Stored items:

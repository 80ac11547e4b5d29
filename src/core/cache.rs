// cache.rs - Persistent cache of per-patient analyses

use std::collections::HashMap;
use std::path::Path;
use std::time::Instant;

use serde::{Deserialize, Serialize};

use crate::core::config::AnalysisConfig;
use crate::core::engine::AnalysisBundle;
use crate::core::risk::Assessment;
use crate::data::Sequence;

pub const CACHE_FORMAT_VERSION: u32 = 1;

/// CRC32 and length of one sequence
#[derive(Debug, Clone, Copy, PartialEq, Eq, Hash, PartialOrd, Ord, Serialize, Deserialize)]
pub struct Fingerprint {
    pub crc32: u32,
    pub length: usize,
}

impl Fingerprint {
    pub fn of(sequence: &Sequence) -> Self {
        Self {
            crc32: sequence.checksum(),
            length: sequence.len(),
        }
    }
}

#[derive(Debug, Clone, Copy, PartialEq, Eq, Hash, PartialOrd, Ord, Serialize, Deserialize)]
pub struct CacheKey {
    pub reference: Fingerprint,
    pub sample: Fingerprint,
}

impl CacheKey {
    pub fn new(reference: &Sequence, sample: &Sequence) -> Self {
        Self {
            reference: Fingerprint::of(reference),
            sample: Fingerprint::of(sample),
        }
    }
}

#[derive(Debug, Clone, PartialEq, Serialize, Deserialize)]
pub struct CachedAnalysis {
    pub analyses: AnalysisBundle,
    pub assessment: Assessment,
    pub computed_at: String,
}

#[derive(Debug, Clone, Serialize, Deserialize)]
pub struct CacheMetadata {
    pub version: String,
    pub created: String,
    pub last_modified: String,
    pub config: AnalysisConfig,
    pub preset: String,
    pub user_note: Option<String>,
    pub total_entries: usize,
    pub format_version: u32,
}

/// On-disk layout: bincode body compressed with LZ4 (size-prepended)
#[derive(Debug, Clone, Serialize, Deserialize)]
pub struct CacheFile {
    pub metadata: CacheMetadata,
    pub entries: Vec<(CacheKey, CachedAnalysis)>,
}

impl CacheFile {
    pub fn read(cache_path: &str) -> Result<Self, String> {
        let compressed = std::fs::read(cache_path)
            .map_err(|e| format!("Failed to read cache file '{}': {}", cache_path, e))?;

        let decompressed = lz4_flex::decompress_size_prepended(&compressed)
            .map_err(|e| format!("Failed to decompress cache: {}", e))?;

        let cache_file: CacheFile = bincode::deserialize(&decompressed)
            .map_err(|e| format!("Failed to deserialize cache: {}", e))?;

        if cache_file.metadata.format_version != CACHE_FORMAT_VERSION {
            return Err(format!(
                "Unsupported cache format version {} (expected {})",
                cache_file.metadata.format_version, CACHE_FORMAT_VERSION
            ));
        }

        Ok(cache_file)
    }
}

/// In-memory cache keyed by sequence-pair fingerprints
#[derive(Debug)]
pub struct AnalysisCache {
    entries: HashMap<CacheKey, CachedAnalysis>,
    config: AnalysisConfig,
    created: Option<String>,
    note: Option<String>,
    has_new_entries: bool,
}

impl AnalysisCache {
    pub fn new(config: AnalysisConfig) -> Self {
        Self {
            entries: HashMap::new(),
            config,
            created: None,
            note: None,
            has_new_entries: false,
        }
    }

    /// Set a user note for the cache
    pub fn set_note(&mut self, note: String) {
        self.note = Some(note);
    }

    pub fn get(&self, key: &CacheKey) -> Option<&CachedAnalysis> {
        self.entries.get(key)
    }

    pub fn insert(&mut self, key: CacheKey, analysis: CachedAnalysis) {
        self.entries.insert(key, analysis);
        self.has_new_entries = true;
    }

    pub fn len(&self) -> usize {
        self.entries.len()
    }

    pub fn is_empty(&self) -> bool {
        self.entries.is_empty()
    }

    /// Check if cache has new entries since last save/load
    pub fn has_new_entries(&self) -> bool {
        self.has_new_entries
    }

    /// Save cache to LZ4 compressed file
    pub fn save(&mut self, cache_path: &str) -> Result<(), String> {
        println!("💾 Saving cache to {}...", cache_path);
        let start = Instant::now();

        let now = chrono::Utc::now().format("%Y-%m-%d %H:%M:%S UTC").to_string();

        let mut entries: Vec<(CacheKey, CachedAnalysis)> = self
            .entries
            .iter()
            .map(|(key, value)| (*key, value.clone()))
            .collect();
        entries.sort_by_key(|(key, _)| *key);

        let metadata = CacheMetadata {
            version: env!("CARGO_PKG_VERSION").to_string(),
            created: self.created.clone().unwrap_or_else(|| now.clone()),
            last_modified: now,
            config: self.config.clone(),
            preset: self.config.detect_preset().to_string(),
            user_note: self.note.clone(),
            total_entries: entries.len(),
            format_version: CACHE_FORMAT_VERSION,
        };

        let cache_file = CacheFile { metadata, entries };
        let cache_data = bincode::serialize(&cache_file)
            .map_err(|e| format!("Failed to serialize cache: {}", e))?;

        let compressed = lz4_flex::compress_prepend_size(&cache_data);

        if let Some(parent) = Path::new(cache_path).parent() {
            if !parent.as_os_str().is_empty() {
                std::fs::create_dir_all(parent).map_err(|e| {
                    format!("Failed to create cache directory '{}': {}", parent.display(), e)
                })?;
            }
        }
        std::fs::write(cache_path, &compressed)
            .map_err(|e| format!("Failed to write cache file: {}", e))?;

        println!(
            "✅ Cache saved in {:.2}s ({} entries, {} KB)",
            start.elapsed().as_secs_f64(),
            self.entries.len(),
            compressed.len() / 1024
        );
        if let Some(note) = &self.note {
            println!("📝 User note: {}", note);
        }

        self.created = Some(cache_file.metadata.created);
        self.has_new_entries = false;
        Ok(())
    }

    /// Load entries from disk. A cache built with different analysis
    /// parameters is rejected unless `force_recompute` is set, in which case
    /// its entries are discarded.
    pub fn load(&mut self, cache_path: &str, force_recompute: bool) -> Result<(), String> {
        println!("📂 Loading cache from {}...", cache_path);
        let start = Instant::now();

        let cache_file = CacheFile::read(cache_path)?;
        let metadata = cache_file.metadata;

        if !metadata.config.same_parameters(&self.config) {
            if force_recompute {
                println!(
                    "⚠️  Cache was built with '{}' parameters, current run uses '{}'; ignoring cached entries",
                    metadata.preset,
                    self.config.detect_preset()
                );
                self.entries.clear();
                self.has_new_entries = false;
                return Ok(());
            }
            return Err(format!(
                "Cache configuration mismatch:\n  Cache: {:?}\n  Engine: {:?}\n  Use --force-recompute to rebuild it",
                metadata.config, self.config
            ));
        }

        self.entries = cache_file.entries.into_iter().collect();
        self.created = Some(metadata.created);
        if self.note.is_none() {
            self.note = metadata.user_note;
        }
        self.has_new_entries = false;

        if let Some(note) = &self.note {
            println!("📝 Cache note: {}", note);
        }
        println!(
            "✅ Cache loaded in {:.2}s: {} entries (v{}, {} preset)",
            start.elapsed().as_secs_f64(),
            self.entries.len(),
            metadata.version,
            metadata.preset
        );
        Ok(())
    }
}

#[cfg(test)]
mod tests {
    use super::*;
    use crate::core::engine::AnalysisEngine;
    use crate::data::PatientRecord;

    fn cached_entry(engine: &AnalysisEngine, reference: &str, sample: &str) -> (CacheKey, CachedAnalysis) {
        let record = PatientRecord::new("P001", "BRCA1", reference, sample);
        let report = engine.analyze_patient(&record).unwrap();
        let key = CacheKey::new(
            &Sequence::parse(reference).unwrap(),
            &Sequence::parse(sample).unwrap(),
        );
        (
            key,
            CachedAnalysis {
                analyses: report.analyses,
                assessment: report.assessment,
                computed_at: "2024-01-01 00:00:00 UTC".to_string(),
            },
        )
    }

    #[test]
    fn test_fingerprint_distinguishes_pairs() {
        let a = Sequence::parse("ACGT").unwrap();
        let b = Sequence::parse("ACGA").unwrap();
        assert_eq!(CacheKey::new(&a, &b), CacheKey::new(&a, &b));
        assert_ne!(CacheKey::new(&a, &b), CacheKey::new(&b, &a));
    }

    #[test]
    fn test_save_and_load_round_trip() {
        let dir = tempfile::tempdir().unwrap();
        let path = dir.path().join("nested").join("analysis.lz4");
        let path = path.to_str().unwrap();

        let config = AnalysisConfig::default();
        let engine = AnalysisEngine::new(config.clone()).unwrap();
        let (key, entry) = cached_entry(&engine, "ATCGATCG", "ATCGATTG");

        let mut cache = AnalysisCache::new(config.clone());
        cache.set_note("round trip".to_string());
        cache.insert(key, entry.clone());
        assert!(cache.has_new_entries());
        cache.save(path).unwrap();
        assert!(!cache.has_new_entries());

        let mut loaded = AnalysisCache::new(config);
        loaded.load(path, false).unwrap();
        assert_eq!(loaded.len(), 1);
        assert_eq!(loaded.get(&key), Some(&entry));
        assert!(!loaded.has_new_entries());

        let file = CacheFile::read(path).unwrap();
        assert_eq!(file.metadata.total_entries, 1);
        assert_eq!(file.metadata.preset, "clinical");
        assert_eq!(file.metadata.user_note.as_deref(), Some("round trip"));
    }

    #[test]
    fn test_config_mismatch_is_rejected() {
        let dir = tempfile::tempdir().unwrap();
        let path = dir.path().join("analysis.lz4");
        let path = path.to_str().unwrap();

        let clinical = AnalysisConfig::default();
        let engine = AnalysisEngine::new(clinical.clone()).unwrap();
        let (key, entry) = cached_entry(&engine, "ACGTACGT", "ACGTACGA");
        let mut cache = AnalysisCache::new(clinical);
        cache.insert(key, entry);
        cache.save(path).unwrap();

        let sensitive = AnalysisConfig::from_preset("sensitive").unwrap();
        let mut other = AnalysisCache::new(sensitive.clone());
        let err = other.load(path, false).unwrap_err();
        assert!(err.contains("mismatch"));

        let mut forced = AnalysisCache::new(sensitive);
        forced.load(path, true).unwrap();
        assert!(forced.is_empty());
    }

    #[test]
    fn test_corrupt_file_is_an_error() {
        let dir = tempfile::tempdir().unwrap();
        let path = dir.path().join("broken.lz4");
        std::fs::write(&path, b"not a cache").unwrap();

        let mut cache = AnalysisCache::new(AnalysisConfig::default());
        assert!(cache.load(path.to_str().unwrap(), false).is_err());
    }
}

==

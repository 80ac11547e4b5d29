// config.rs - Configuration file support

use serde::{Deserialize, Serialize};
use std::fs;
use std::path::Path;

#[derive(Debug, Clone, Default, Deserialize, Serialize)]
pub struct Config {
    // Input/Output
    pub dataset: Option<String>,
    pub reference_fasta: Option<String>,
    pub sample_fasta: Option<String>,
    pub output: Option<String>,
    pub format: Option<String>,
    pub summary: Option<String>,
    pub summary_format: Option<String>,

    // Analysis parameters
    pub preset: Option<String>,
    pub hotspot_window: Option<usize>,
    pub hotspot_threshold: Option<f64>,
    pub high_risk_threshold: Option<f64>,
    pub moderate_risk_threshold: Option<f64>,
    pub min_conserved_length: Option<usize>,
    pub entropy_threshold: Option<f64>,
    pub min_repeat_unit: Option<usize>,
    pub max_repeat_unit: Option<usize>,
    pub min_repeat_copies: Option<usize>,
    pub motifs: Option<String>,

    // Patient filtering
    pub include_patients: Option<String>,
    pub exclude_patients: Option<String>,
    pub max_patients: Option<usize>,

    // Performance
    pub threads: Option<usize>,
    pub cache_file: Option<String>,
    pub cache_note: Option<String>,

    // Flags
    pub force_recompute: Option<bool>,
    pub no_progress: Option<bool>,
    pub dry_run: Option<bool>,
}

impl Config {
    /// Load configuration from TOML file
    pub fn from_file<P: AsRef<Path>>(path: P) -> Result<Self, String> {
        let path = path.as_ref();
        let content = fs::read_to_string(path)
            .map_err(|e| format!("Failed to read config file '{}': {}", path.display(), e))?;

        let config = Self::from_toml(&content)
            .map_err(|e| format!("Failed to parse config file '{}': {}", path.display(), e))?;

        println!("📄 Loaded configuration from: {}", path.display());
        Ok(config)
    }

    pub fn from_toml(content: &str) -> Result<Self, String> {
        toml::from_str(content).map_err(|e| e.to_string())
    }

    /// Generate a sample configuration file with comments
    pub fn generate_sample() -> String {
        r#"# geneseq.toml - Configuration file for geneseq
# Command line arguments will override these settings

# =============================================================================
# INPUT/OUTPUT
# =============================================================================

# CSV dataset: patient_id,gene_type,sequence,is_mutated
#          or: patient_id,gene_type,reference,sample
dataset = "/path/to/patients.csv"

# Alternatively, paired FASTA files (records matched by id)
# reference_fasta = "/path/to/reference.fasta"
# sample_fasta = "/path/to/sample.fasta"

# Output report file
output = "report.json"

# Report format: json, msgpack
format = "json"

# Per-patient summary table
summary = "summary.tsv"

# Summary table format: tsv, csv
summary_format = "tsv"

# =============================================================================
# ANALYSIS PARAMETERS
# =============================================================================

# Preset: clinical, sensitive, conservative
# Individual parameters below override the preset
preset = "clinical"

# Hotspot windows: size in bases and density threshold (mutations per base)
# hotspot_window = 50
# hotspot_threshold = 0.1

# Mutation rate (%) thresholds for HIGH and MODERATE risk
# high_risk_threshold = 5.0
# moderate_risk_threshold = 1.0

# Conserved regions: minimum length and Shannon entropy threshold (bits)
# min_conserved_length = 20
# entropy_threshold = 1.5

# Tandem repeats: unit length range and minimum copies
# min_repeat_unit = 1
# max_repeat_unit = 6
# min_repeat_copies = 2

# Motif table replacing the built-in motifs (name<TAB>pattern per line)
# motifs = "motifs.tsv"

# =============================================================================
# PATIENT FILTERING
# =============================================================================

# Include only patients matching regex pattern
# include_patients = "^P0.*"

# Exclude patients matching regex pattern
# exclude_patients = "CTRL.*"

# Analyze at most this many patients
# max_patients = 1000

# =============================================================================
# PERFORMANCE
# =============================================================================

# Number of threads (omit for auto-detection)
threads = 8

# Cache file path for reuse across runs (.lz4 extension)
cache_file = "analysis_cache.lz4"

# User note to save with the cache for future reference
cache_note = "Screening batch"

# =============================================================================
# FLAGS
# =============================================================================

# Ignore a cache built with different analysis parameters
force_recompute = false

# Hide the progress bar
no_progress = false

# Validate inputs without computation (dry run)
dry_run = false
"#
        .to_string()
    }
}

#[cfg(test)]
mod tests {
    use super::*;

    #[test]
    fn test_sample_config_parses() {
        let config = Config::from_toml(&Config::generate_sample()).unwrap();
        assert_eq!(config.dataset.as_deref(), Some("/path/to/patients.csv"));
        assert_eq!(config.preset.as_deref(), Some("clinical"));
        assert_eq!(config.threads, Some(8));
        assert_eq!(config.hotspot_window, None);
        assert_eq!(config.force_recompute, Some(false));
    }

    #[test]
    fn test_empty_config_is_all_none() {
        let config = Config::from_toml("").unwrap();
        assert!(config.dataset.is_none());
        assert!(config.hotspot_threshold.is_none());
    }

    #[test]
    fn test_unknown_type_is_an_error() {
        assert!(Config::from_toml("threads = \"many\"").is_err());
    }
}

- PROBLEM TO WORK ON -
Among the lines above, find those holding "Failed" and copy each one.

- FINAL ANSWER -
            .map_err(|e| format!("Failed to read cache file '{}': {}", cache_path, e))?;
            .map_err(|e| format!("Failed to decompress cache: {}", e))?;
            .map_err(|e| format!("Failed to deserialize cache: {}", e))?;
            .map_err(|e| format!("Failed to serialize cache: {}", e))?;
                    format!("Failed to create cache directory '{}': {}", parent.display(), e)
            .map_err(|e| format!("Failed to write cache file: {}", e))?;
            .map_err(|e| format!("Failed to read config file '{}': {}", path.display(), e))?;
            .map_err(|e| format!("Failed to parse config file '{}': {}", path.display(), e))?;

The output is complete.